Forty minutes later, while they were getting ready to sit down to dinner in the kitchen, as he opened a bottle of French wine she had smuggled in with her, he told her how happy she had made him by accepting his proposal so happily.
“I don’t know what you mean,” she said.
“I asked you to marry me, and you yelled ‘yes’ three times.”
“Nick, I couldn’t have.”
“Why not?”
“Because I can’t marry you.”
“Why not?”
“Just because I can’t, that’s all.”
He put the bottle down with the corkscrew impaled in the cork. “I think I deserve more of an explanation than that. Have you met somebody else whom you’d rather marry?” he said stiffly.
“Oh, for heaven’s sake, Nick. There isn’t anybody else, and I’ve cooked a very good dinner, and we can certainly talk about anything else in the world except about getting married.”
“Just answer one question. Do you refuse to marry me?”
“Yes.”
“Ever?”
“Yes.”
“Then I can’t even stay here, much less eat your dinner.”
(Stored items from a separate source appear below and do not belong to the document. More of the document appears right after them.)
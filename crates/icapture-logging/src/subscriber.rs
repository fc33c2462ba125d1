use icapture_config::{LogFormat, LoggingConfig};
use thiserror::Error;
use tracing_subscriber::EnvFilter;

#[derive(Debug, Error)]
pub enum LoggingError {
    #[error("Invalid log filter: {0}")]
    InvalidFilter(#[from] tracing_subscriber::filter::ParseError),

    #[error("Failed to install subscriber: {0}")]
    Init(String),
}

/// 初始化全局 tracing 订阅器，`RUST_LOG` 优先于配置中的级别
pub fn init_logging(config: &LoggingConfig) -> Result<(), LoggingError> {
    let filter = match EnvFilter::try_from_default_env() {
        Ok(filter) => filter,
        Err(_) => EnvFilter::try_new(&config.level)?,
    };

    let builder = tracing_subscriber::fmt()
        .with_env_filter(filter)
        .with_target(true);

    let result = match config.format {
        LogFormat::Json => builder.json().with_current_span(false).try_init(),
        LogFormat::Text => builder.try_init(),
    };

    result.map_err(|e| LoggingError::Init(e.to_string()))
}
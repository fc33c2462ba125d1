pub mod collector;

pub use collector::PipelineMetrics;
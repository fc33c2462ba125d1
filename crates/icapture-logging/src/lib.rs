pub mod sampler;
pub mod subscriber;

pub use sampler::LogThrottle;
pub use subscriber::{init_logging, LoggingError};
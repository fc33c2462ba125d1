use crate::buffer::CameraBuffer;
use icapture_config::SyncConfig;
use icapture_metrics::PipelineMetrics;
use icapture_shutdown::StopToken;
use icapture_types::{CameraRole, Clock, Frame};
use serde::Serialize;
use std::sync::Arc;
use std::time::{Duration, Instant};
use tokio::sync::watch;
use tracing::trace;

/// 一次同步产出的帧对，被检测阶段消费且仅消费一次
#[derive(Debug, Clone)]
pub struct SyncedPair {
    pub wide: Option<Frame>,
    pub plate: Option<Frame>,
    /// 参考帧的采集时间
    pub timestamp: Instant,
    pub has_both: bool,
}

impl SyncedPair {
    pub fn synchronized(wide: Frame, plate: Frame) -> Self {
        let timestamp = wide.timestamp.min(plate.timestamp);
        Self {
            wide: Some(wide),
            plate: Some(plate),
            timestamp,
            has_both: true,
        }
    }

    /// 只有一路帧的降级帧对
    pub fn single(frame: Frame) -> Self {
        let timestamp = frame.timestamp;
        let (wide, plate) = match frame.role {
            CameraRole::Wide => (Some(frame), None),
            CameraRole::Plate => (None, Some(frame)),
        };
        Self {
            wide,
            plate,
            timestamp,
            has_both: false,
        }
    }

    /// 两帧的时间差
    pub fn time_delta(&self) -> Option<Duration> {
        match (&self.wide, &self.plate) {
            (Some(w), Some(p)) => Some(w.time_distance(p.timestamp)),
            _ => None,
        }
    }

    pub fn low_light(&self) -> bool {
        self.wide.iter().chain(self.plate.iter()).any(|f| f.low_light)
    }
}

/// 同步器统计
#[derive(Debug, Clone, Default, PartialEq, Serialize)]
pub struct SyncStats {
    pub pairs_emitted: u64,
    pub synchronized: u64,
    pub wide_only: u64,
    pub plate_only: u64,
    pub stale_dropped: u64,
    pub overflow_dropped: u64,
    pub empty_polls: u64,
    pub wide_buffered: usize,
    pub plate_buffered: usize,
}

impl SyncStats {
    /// 同步成功率
    pub fn sync_rate(&self) -> f64 {
        if self.pairs_emitted == 0 {
            return 0.0;
        }
        self.synchronized as f64 / self.pairs_emitted as f64
    }
}

/// 双摄像头帧同步器
///
/// 以两路缓冲中最早的待配对帧为参考，在另一路中找时间差不超过容差的最近帧。
/// 找不到时，参考帧等待满宽限期，或者另一路已经出现了比容差更晚的帧，
/// 就作为单路帧对输出。两路都为空时不输出，由调用方稍后再试。
pub struct FrameSynchronizer {
    wide: CameraBuffer,
    plate: CameraBuffer,
    tolerance: Duration,
    grace: Duration,
    poll_interval: Duration,
    clock: Arc<dyn Clock>,
    stats: SyncStats,
    stats_tx: watch::Sender<SyncStats>,
    metrics: Option<PipelineMetrics>,
}

impl FrameSynchronizer {
    pub fn new(config: &SyncConfig, clock: Arc<dyn Clock>) -> Self {
        let (stats_tx, _) = watch::channel(SyncStats::default());
        Self {
            wide: CameraBuffer::new(CameraRole::Wide, config.buffer_capacity, config.buffer_max_age()),
            plate: CameraBuffer::new(CameraRole::Plate, config.buffer_capacity, config.buffer_max_age()),
            tolerance: config.tolerance(),
            grace: config.grace().max(config.tolerance()),
            poll_interval: config.poll_interval(),
            clock,
            stats: SyncStats::default(),
            stats_tx,
            metrics: None,
        }
    }

    pub fn with_metrics(mut self, metrics: PipelineMetrics) -> Self {
        self.metrics = Some(metrics);
        self
    }

    /// 放入一帧
    pub fn insert(&mut self, frame: Frame) {
        let now = self.clock.now();
        let buffer = match frame.role {
            CameraRole::Wide => &mut self.wide,
            CameraRole::Plate => &mut self.plate,
        };
        let evicted = buffer.insert(frame, now);

        self.stats.stale_dropped += evicted.stale as u64;
        self.stats.overflow_dropped += evicted.overflow as u64;
        self.publish();
    }

    /// 尝试产出一个帧对
    pub fn try_pair(&mut self) -> Option<SyncedPair> {
        let now = self.clock.now();
        let stale = self.wide.evict_stale(now) + self.plate.evict_stale(now);
        self.stats.stale_dropped += stale as u64;

        let pair = self.match_oldest(now);
        match &pair {
            Some(p) => self.record(p),
            None if self.wide.is_empty() && self.plate.is_empty() => self.stats.empty_polls += 1,
            None => {}
        }

        if pair.is_some() || stale > 0 {
            self.publish();
        }
        pair
    }

    fn match_oldest(&mut self, now: Instant) -> Option<SyncedPair> {
        let reference_role = match (self.wide.oldest(), self.plate.oldest()) {
            (None, None) => return None,
            (Some(_), None) => CameraRole::Wide,
            (None, Some(_)) => CameraRole::Plate,
            (Some(w), Some(p)) if w.timestamp <= p.timestamp => CameraRole::Wide,
            (Some(_), Some(_)) => CameraRole::Plate,
        };

        let (own, other) = match reference_role {
            CameraRole::Wide => (&mut self.wide, &mut self.plate),
            CameraRole::Plate => (&mut self.plate, &mut self.wide),
        };
        let reference_ts = own.oldest()?.timestamp;

        if let Some(matched) = other.take_closest(reference_ts, self.tolerance) {
            let reference = own.pop_oldest()?;
            let (wide, plate) = match reference_role {
                CameraRole::Wide => (reference, matched),
                CameraRole::Plate => (matched, reference),
            };
            return Some(SyncedPair::synchronized(wide, plate));
        }

        let waited_out = now.saturating_duration_since(reference_ts) >= self.grace;
        let passed_by = other
            .newest()
            .map_or(false, |f| f.timestamp > reference_ts + self.tolerance);

        if waited_out || passed_by {
            trace!(role = %reference_role, waited_out, passed_by, "Emitting single-camera pair");
            return own.pop_oldest().map(SyncedPair::single);
        }
        None
    }

    /// 等待下一个帧对，停止信号触发时返回 `None`
    ///
    /// 没有可配对的帧时按轮询间隔休眠，不会空转。
    pub async fn next_pair(&mut self, stop: &StopToken) -> Option<SyncedPair> {
        loop {
            if stop.is_stopped() {
                return None;
            }
            if let Some(pair) = self.try_pair() {
                return Some(pair);
            }
            tokio::select! {
                _ = stop.stopped() => return None,
                _ = tokio::time::sleep(self.poll_interval) => {}
            }
        }
    }

    pub fn poll_interval(&self) -> Duration {
        self.poll_interval
    }

    pub fn stats(&self) -> SyncStats {
        let mut stats = self.stats.clone();
        stats.wide_buffered = self.wide.len();
        stats.plate_buffered = self.plate.len();
        stats
    }

    /// 订阅统计更新
    pub fn subscribe_stats(&self) -> watch::Receiver<SyncStats> {
        self.stats_tx.subscribe()
    }

    fn record(&mut self, pair: &SyncedPair) {
        self.stats.pairs_emitted += 1;
        let kind = if pair.has_both {
            self.stats.synchronized += 1;
            "synchronized"
        } else if pair.wide.is_some() {
            self.stats.wide_only += 1;
            "wide_only"
        } else {
            self.stats.plate_only += 1;
            "plate_only"
        };

        if let Some(metrics) = &self.metrics {
            metrics.record_pair(kind);
            metrics.set_sync_rate(self.stats.sync_rate());
        }
    }

    fn publish(&self) {
        let stats = self.stats();
        if let Some(metrics) = &self.metrics {
            metrics.set_buffer_occupancy(CameraRole::Wide.as_str(), stats.wide_buffered);
            metrics.set_buffer_occupancy(CameraRole::Plate.as_str(), stats.plate_buffered);
        }
        self.stats_tx.send_replace(stats);
    }
}

#[cfg(test)]
mod tests {
    use super::*;
    use bytes::Bytes;
    use icapture_shutdown::SignalHandler;
    use icapture_types::ManualClock;

    fn sync_config() -> SyncConfig {
        SyncConfig {
            tolerance_ms: 100,
            grace_ms: 100,
            buffer_capacity: 30,
            buffer_max_age_ms: 2000,
            poll_interval_ms: 5,
        }
    }

    fn synchronizer(clock: &ManualClock) -> FrameSynchronizer {
        FrameSynchronizer::new(&sync_config(), Arc::new(clock.clone()))
    }

    fn frame(clock: &ManualClock, role: CameraRole, at_ms: u64, seq: u64) -> Frame {
        Frame::new(
            format!("CAM-{}", role),
            role,
            clock.at(Duration::from_millis(at_ms)),
            Bytes::from_static(b"jpeg"),
            120.0,
        )
        .with_sequence(seq)
    }

    #[test]
    fn test_pairs_within_tolerance() {
        let clock = ManualClock::new();
        let mut sync = synchronizer(&clock);
        clock.advance(Duration::from_millis(60));

        sync.insert(frame(&clock, CameraRole::Wide, 0, 1));
        sync.insert(frame(&clock, CameraRole::Plate, 50, 1));

        let pair = sync.try_pair().unwrap();
        assert!(pair.has_both);
        assert_eq!(pair.time_delta(), Some(Duration::from_millis(50)));
        assert_eq!(sync.stats().synchronized, 1);
        assert_eq!(sync.stats().wide_buffered, 0);
    }

    #[test]
    fn test_outside_tolerance_degrades_to_single() {
        let clock = ManualClock::new();
        let config = SyncConfig {
            grace_ms: 300,
            ..sync_config()
        };
        let mut sync = FrameSynchronizer::new(&config, Arc::new(clock.clone()));
        clock.advance(Duration::from_millis(160));

        sync.insert(frame(&clock, CameraRole::Wide, 0, 1));
        sync.insert(frame(&clock, CameraRole::Plate, 150, 1));

        // 车牌帧已超出容差，广角帧不必等满宽限期
        let first = sync.try_pair().unwrap();
        assert!(!first.has_both);
        assert!(first.wide.is_some());

        // 车牌帧年龄 10ms，还在宽限期内
        assert!(sync.try_pair().is_none());

        clock.advance(Duration::from_millis(300));
        let second = sync.try_pair().unwrap();
        assert!(second.plate.is_some() && second.wide.is_none());

        let stats = sync.stats();
        assert_eq!(stats.wide_only, 1);
        assert_eq!(stats.plate_only, 1);
        assert_eq!(stats.sync_rate(), 0.0);
    }

    #[test]
    fn test_waits_for_partner_within_grace() {
        let clock = ManualClock::new();
        let mut sync = synchronizer(&clock);

        sync.insert(frame(&clock, CameraRole::Wide, 0, 1));
        clock.advance(Duration::from_millis(40));
        assert!(sync.try_pair().is_none());

        sync.insert(frame(&clock, CameraRole::Plate, 40, 1));
        assert!(sync.try_pair().unwrap().has_both);
    }

    #[test]
    fn test_single_camera_after_grace() {
        let clock = ManualClock::new();
        let mut sync = synchronizer(&clock);

        sync.insert(frame(&clock, CameraRole::Wide, 0, 1));
        clock.advance(Duration::from_millis(99));
        assert!(sync.try_pair().is_none());

        clock.advance(Duration::from_millis(1));
        let pair = sync.try_pair().unwrap();
        assert!(!pair.has_both);
        assert!(pair.plate.is_none());
    }

    #[test]
    fn test_closest_partner_wins() {
        let clock = ManualClock::new();
        let mut sync = synchronizer(&clock);
        clock.advance(Duration::from_millis(200));

        sync.insert(frame(&clock, CameraRole::Plate, 10, 1));
        sync.insert(frame(&clock, CameraRole::Plate, 90, 2));
        sync.insert(frame(&clock, CameraRole::Wide, 80, 1));

        // 参考帧是最早的车牌帧 (10ms)，与广角帧 (80ms) 相差 70ms
        let pair = sync.try_pair().unwrap();
        assert_eq!(pair.plate.as_ref().unwrap().sequence, 1);
        assert_eq!(pair.wide.as_ref().unwrap().sequence, 1);

        // 剩下的车牌帧 (90ms) 已超过宽限期
        let rest = sync.try_pair().unwrap();
        assert_eq!(rest.plate.unwrap().sequence, 2);
        assert!(sync.try_pair().is_none());
    }

    #[test]
    fn test_empty_buffers_count_empty_polls() {
        let clock = ManualClock::new();
        let mut sync = synchronizer(&clock);

        assert!(sync.try_pair().is_none());
        assert!(sync.try_pair().is_none());
        assert_eq!(sync.stats().empty_polls, 2);
        assert_eq!(sync.stats().pairs_emitted, 0);
    }

    #[test]
    fn test_stale_frames_never_paired() {
        let clock = ManualClock::new();
        let mut sync = synchronizer(&clock);

        sync.insert(frame(&clock, CameraRole::Wide, 0, 1));
        clock.advance(Duration::from_millis(2500));
        sync.insert(frame(&clock, CameraRole::Plate, 2500, 1));

        // 广角帧已超龄，被淘汰，不会与 2.5s 后的车牌帧配对
        assert!(sync.try_pair().is_none());
        assert_eq!(sync.stats().stale_dropped, 1);
        assert_eq!(sync.stats().plate_buffered, 1);
    }

    #[test]
    fn test_stats_published() {
        let clock = ManualClock::new();
        let mut sync = synchronizer(&clock);
        let rx = sync.subscribe_stats();

        sync.insert(frame(&clock, CameraRole::Wide, 0, 1));
        sync.insert(frame(&clock, CameraRole::Plate, 0, 1));
        assert_eq!(rx.borrow().wide_buffered, 1);

        sync.try_pair().unwrap();
        let stats = rx.borrow().clone();
        assert_eq!(stats.pairs_emitted, 1);
        assert_eq!(stats.sync_rate(), 1.0);
        assert_eq!(stats.plate_buffered, 0);
    }

    #[tokio::test]
    async fn test_next_pair_polls_until_stopped() {
        let clock = ManualClock::new();
        let mut sync = synchronizer(&clock);
        let (handler, _) = SignalHandler::new();
        let token = handler.stop_token();

        sync.insert(frame(&clock, CameraRole::Wide, 0, 1));
        sync.insert(frame(&clock, CameraRole::Plate, 20, 1));
        assert!(sync.next_pair(&token).await.unwrap().has_both);

        let stopper = tokio::spawn(async move {
            tokio::time::sleep(Duration::from_millis(30)).await;
            handler.trigger_shutdown();
        });
        assert!(sync.next_pair(&token).await.is_none());
        assert!(sync.stats().empty_polls >= 2);
        stopper.await.unwrap();
    }
}
use icapture_types::{CameraRole, Frame};
use std::collections::VecDeque;
use std::time::{Duration, Instant};

/// 一次插入引起的淘汰数
#[derive(Debug, Clone, Copy, Default, PartialEq, Eq)]
pub struct Evicted {
    pub stale: usize,
    pub overflow: usize,
}

/// 单路摄像头的帧缓冲
///
/// 按采集时间排序，容量和帧龄都有上限：超龄帧先淘汰，
/// 仍然满时丢弃最旧帧。
#[derive(Debug)]
pub struct CameraBuffer {
    role: CameraRole,
    frames: VecDeque<Frame>,
    capacity: usize,
    max_age: Duration,
}

impl CameraBuffer {
    pub fn new(role: CameraRole, capacity: usize, max_age: Duration) -> Self {
        let capacity = capacity.max(1);
        Self {
            role,
            frames: VecDeque::with_capacity(capacity),
            capacity,
            max_age,
        }
    }

    pub fn role(&self) -> CameraRole {
        self.role
    }

    /// 插入一帧，返回淘汰情况
    pub fn insert(&mut self, frame: Frame, now: Instant) -> Evicted {
        let stale = self.evict_stale(now);

        let mut overflow = 0;
        while self.frames.len() >= self.capacity {
            self.frames.pop_front();
            overflow += 1;
        }

        // 同一路帧通常按序到达，乱序时插到对应位置
        let pos = self
            .frames
            .partition_point(|f| f.timestamp <= frame.timestamp);
        self.frames.insert(pos, frame);

        Evicted { stale, overflow }
    }

    /// 淘汰超龄帧
    pub fn evict_stale(&mut self, now: Instant) -> usize {
        let mut evicted = 0;
        while let Some(front) = self.frames.front() {
            if front.age(now) <= self.max_age {
                break;
            }
            self.frames.pop_front();
            evicted += 1;
        }
        evicted
    }

    pub fn len(&self) -> usize {
        self.frames.len()
    }

    pub fn is_empty(&self) -> bool {
        self.frames.is_empty()
    }

    pub fn oldest(&self) -> Option<&Frame> {
        self.frames.front()
    }

    pub fn newest(&self) -> Option<&Frame> {
        self.frames.back()
    }

    pub fn pop_oldest(&mut self) -> Option<Frame> {
        self.frames.pop_front()
    }

    /// 取出与 `target` 时间差不超过 `tolerance` 的最近一帧
    ///
    /// 时间差相同时取序号更大的帧。
    pub fn take_closest(&mut self, target: Instant, tolerance: Duration) -> Option<Frame> {
        let mut best: Option<(usize, Duration, u64)> = None;

        for (idx, frame) in self.frames.iter().enumerate() {
            let distance = frame.time_distance(target);
            if distance > tolerance {
                continue;
            }
            let better = match best {
                None => true,
                Some((_, d, seq)) => distance < d || (distance == d && frame.sequence > seq),
            };
            if better {
                best = Some((idx, distance, frame.sequence));
            }
        }

        best.and_then(|(idx, _, _)| self.frames.remove(idx))
    }
}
“Well, I’m certainly glad you didn’t propose the minute you got out of the elevator. At l
east we got something out of this evening.”
“Listen, Yvette—you’ve said about thirty times that you love me. You certainly act as if you love me. You certainly couldn’t be more sure that I loved you. Are you just generally against marriage because you had that one bad experience, or what is it?”
“I can’t marry you, Nick. That’s all there is to say about it, and that’s all I’m going to say about it.”
As he started to protest, the telephone rang. Yvette answered it. “It’s for you,” she said.
Baffled, he took up the telephone. It was Pa. “Nick? Pa. You’re all set with Dawson. The house is on the Muskogee road, outside Tulsa. He’ll see you tomorrow afternoon at four o’clock.”
“Thanks, Pa.”
“Before you leave the Tulsa airport set the car’s odometer to zero, then drive out on the Muskogee road for one seven, point four miles. It’ll be a white house on the right-hand side.”
“Does he know what I want to talk about?”
“He knows you’re in the oil business. He probably thinks it’s about a deal. He’s an odd bird. He keeps fresh money in laundry sacks and runs all his meetings lying down in a dentist’s chair.”
Nick hung up. “That was my father,” he told Yvette.
“I’ve heard of him,” she answered curtly.
“Listen. What the hell is the matter with you? I haven’t seen you for almost five months, and it’s like all that time you’ve been studying up on how to chop me down.”